The county’s Board of Supervisors on Tuesday approved a resolution to secure bonding of up to $3,982,775 to buy the 32,000 square-foot building from businessman James Rutowski.
The county is currently leasing the building from Rutowski, but had expected to take ownership in about five or 10 years when the leae expired, said Chairwoman Rebecca Ryan of the Board of Supervisors.
“Eventually, the way the lease is set up, it would be ours anyway,” she said. “When we looked at the numbers and what we’re paying now ... by bonding it, we would probably be saving in interest rate alone.”
A very conservative estimate showed savings of about $56,000 to $100,000 annually, depending on the bonding.

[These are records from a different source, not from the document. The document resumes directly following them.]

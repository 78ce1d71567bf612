// app/src/errors.rs

use actix_web::http::StatusCode;
use actix_web::{HttpResponse, ResponseError};
use fulfillment::{ErrorKind, FulfillmentError};
use serde_json::json;
use thiserror::Error;

#[derive(Debug, Error)]
pub enum AppError {
  #[error("Validation Error: {0}")]
  Validation(String),

  #[error("Authentication Failed: {0}")]
  Auth(String),

  #[error("Configuration Error: {0}")]
  Config(String),

  #[error("Database Error: {0}")]
  Sqlx(#[from] sqlx::Error),

  #[error("{source}")]
  Fulfillment {
    #[from]
    source: FulfillmentError,
  },

  #[error("Internal Server Error: {0}")]
  Internal(String),
}

impl AppError {
  fn code(&self) -> &'static str {
    match self {
      AppError::Validation(_) => "VALIDATION_ERROR",
      AppError::Auth(_) => "UNAUTHENTICATED",
      AppError::Config(_) | AppError::Sqlx(_) | AppError::Internal(_) => "INTERNAL",
      AppError::Fulfillment { source } => source.code(),
    }
  }

  /// Client-facing detail. Internal causes are logged, never echoed.
  fn detail(&self) -> String {
    match self {
      AppError::Validation(m) | AppError::Auth(m) => m.clone(),
      AppError::Fulfillment { source } if source.kind() != ErrorKind::Internal => source.to_string(),
      AppError::Fulfillment { source } if source.code() == "TRANSACTION_TIMEOUT" => source.to_string(),
      _ => "An internal error occurred".to_string(),
    }
  }
}

impl ResponseError for AppError {
  fn status_code(&self) -> StatusCode {
    match self {
      AppError::Validation(_) => StatusCode::BAD_REQUEST,
      AppError::Auth(_) => StatusCode::UNAUTHORIZED,
      AppError::Config(_) | AppError::Sqlx(_) | AppError::Internal(_) => StatusCode::INTERNAL_SERVER_ERROR,
      AppError::Fulfillment { source } => match source.root_cause() {
        FulfillmentError::TransactionTimeout { .. } => StatusCode::SERVICE_UNAVAILABLE,
        _ => match source.kind() {
          ErrorKind::Validation => StatusCode::BAD_REQUEST,
          ErrorKind::NotFound => StatusCode::NOT_FOUND,
          ErrorKind::Conflict => StatusCode::CONFLICT,
          ErrorKind::Forbidden => StatusCode::FORBIDDEN,
          ErrorKind::Internal => StatusCode::INTERNAL_SERVER_ERROR,
        },
      },
    }
  }

  fn error_response(&self) -> HttpResponse {
    let status = self.status_code();
    if status.is_server_error() {
      tracing::error!(application_error = %self, "Responding with error");
    } else {
      tracing::warn!(application_error = %self, "Request rejected");
    }

    let kind = match self {
      AppError::Fulfillment { source } => source.kind(),
      AppError::Validation(_) => ErrorKind::Validation,
      AppError::Auth(_) => ErrorKind::Forbidden,
      _ => ErrorKind::Internal,
    };
    HttpResponse::build(status).json(json!({
      "success": false,
      "message": self.detail(),
      "error": {
        "kind": kind,
        "code": self.code(),
        "detail": self.detail(),
      }
    }))
  }
}

pub type Result<T, E = AppError> = std::result::Result<T, E>;
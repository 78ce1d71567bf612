// core/src/pipeline/step.rs

//! Step definitions, handler signatures and flow-control signals for the
//! step pipeline.

use std::future::Future;
use std::pin::Pin;
use std::sync::Arc;

/// Signal from a handler indicating whether the pipeline should continue or stop.
#[derive(Debug, Clone, Copy, PartialEq, Eq)]
pub enum PipelineControl {
  /// Continue with the remaining handlers of this step and the following steps.
  Continue,
  /// Halt the pipeline immediately. Nothing after the current handler runs.
  Stop,
}

/// Outcome of a full pipeline execution.
#[derive(Debug, Clone, Copy, PartialEq, Eq)]
pub enum PipelineResult {
  /// Every non-skipped step ran to completion.
  Completed,
  /// A handler returned `PipelineControl::Stop`.
  Stopped,
}

/// Future returned by a step handler. It borrows the pipeline context mutably
/// for `'a`, so a handler may hold the context (and the transaction inside it)
/// across `.await` points.
pub type HandlerFuture<'a, Err> = Pin<Box<dyn Future<Output = Result<PipelineControl, Err>> + Send + 'a>>;

/// A registered step handler.
///
/// Handlers receive exclusive access to the context for the duration of their
/// future; steps therefore never observe a context that another handler is
/// still mutating.
pub type Handler<TData, Err> = Box<dyn for<'a> Fn(&'a mut TData) -> HandlerFuture<'a, Err> + Send + Sync>;

/// Evaluated before a step runs. Returning `true` skips the step.
pub type SkipCondition<TData> = Arc<dyn Fn(&TData) -> bool + Send + Sync + 'static>;

/// Definition of a pipeline step: its name, optionality and skip condition.
#[derive(Clone)]
pub struct StepDef<TData: 'static> {
  pub name: String,
  /// An optional step with no handlers is silently passed over; a required
  /// one fails the run with `PipelineError::HandlerMissing`.
  pub optional: bool,
  pub skip_if: Option<SkipCondition<TData>>,
}

impl<TData: 'static> std::fmt::Debug for StepDef<TData> {
  fn fmt(&self, f: &mut std::fmt::Formatter<'_>) -> std::fmt::Result {
    f.debug_struct("StepDef")
      .field("name", &self.name)
      .field("optional", &self.optional)
      .field("skip_if_present", &self.skip_if.is_some())
      .finish()
  }
}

“It really looked like a no-brainer as far as saving us money,” Ryan said.
The $3.98 million is the maximum that the county might pay. The purchase deal is still being determined and county officials said the actual price was expected to be less.
The Agriculture and Business Center of Excellence is located at 36 Center St. It opened formally in February 2016.
The location was designed to provide a “one-stop shop” for 12 county departments and related agencies.
Departments and organizations using the building include Planning & Development; the Wyoming County Industrial Development Agency; the Cornell Cooperative Extension of Wyoming County; the Wyoming County Chamber of Commerce and Tourism; and the Business Education Council.
The centralized location is more convenient for both the county and the public. It has also saved maintenance costs, since the county no longer needed to maintain several different buildings.
Supervisor Douglas Berwanger of Attica was the Board of Supervisors chairman during the center’s development and when it opened.
He noted at Tuesday’s Board of Supervisors meeting that it has proven a popular meeting location locally and for agencies statewide, given its state-of-the-art information technology resources.
“Up until COVID hit, this building became known as a center for meetings for all kinds of different agencies through this part of our state,” he said.
Part of the idea behind the building was also to bring business to Warsaw, he said. People using the location would visit nearby stories and eateries along the way.
“There’s a great deal of reasons we do have it and as time goes on I think it will fulfill all the expectations we had when we first moved forward,” he said.
Ryan said the center has spurred more business for area restaurants and helped the county’s water operations. She said it has also proved a valuable place for county training sessions.